Collection entries
▬▬▬
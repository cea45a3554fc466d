//! Simulated user records.
//!
//! A UserRecord is built once per iteration and never mutated after it
//! leaves the generator. It doubles as the flag evaluation context and
//! as the subject of any tracking event fired for that iteration.

use crate::types::UserKey;
use serde::{Deserialize, Serialize};
use std::collections::BTreeMap;
use std::fmt;

#[derive(Debug, Clone, PartialEq, Serialize, Deserialize)]
#[serde(untagged)]
pub enum AttributeValue {
    Integer(i64),
    Number(f64),
    Text(String),
}

impl AttributeValue {
    /// Numeric view of the value. Text never coerces.
    pub fn as_f64(&self) -> Option<f64> {
        match self {
            Self::Integer(v) => Some(*v as f64),
            Self::Number(v) => Some(*v),
            Self::Text(_) => None,
        }
    }

    pub fn as_text(&self) -> Option<&str> {
        match self {
            Self::Text(s) => Some(s),
            _ => None,
        }
    }

    pub fn is_numeric(&self) -> bool {
        !matches!(self, Self::Text(_))
    }
}

impl fmt::Display for AttributeValue {
    fn fmt(&self, f: &mut fmt::Formatter<'_>) -> fmt::Result {
        match self {
            Self::Integer(v) => write!(f, "{v}"),
            Self::Number(v) => write!(f, "{v:.2}"),
            Self::Text(s) => f.write_str(s),
        }
    }
}

impl From<&str> for AttributeValue {
    fn from(s: &str) -> Self {
        Self::Text(s.to_string())
    }
}

impl From<String> for AttributeValue {
    fn from(s: String) -> Self {
        Self::Text(s)
    }
}

impl From<f64> for AttributeValue {
    fn from(v: f64) -> Self {
        Self::Number(v)
    }
}

impl From<i64> for AttributeValue {
    fn from(v: i64) -> Self {
        Self::Integer(v)
    }
}

#[derive(Debug, Clone, PartialEq, Serialize)]
pub struct UserRecord {
    key: UserKey,
    attributes: BTreeMap<String, AttributeValue>,
}

impl UserRecord {
    pub fn new(key: impl Into<UserKey>) -> Self {
        Self {
            key: key.into(),
            attributes: BTreeMap::new(),
        }
    }

    /// Builder-style setter; only used while the record is being assembled.
    pub fn with(mut self, name: impl Into<String>, value: impl Into<AttributeValue>) -> Self {
        self.attributes.insert(name.into(), value.into());
        self
    }

    pub fn key(&self) -> &str {
        &self.key
    }

    pub fn attributes(&self) -> &BTreeMap<String, AttributeValue> {
        &self.attributes
    }

    /// Case-insensitive attribute lookup.
    pub fn get(&self, name: &str) -> Option<&AttributeValue> {
        self.attributes.get(name).or_else(|| {
            self.attributes
                .iter()
                .find(|(k, _)| k.eq_ignore_ascii_case(name))
                .map(|(_, v)| v)
        })
    }

    /// `name=value` pairs in attribute order, for log lines.
    pub fn describe(&self) -> String {
        self.attributes
            .iter()
            .map(|(k, v)| format!("{k}={v}"))
            .collect::<Vec<_>>()
            .join(", ")
    }
}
▬▬▬
### ABOUT THIS EXERCISE
Determine the number of lines in the entries that contain "Option", then write that number alone.

### OUTPUT BELOW
3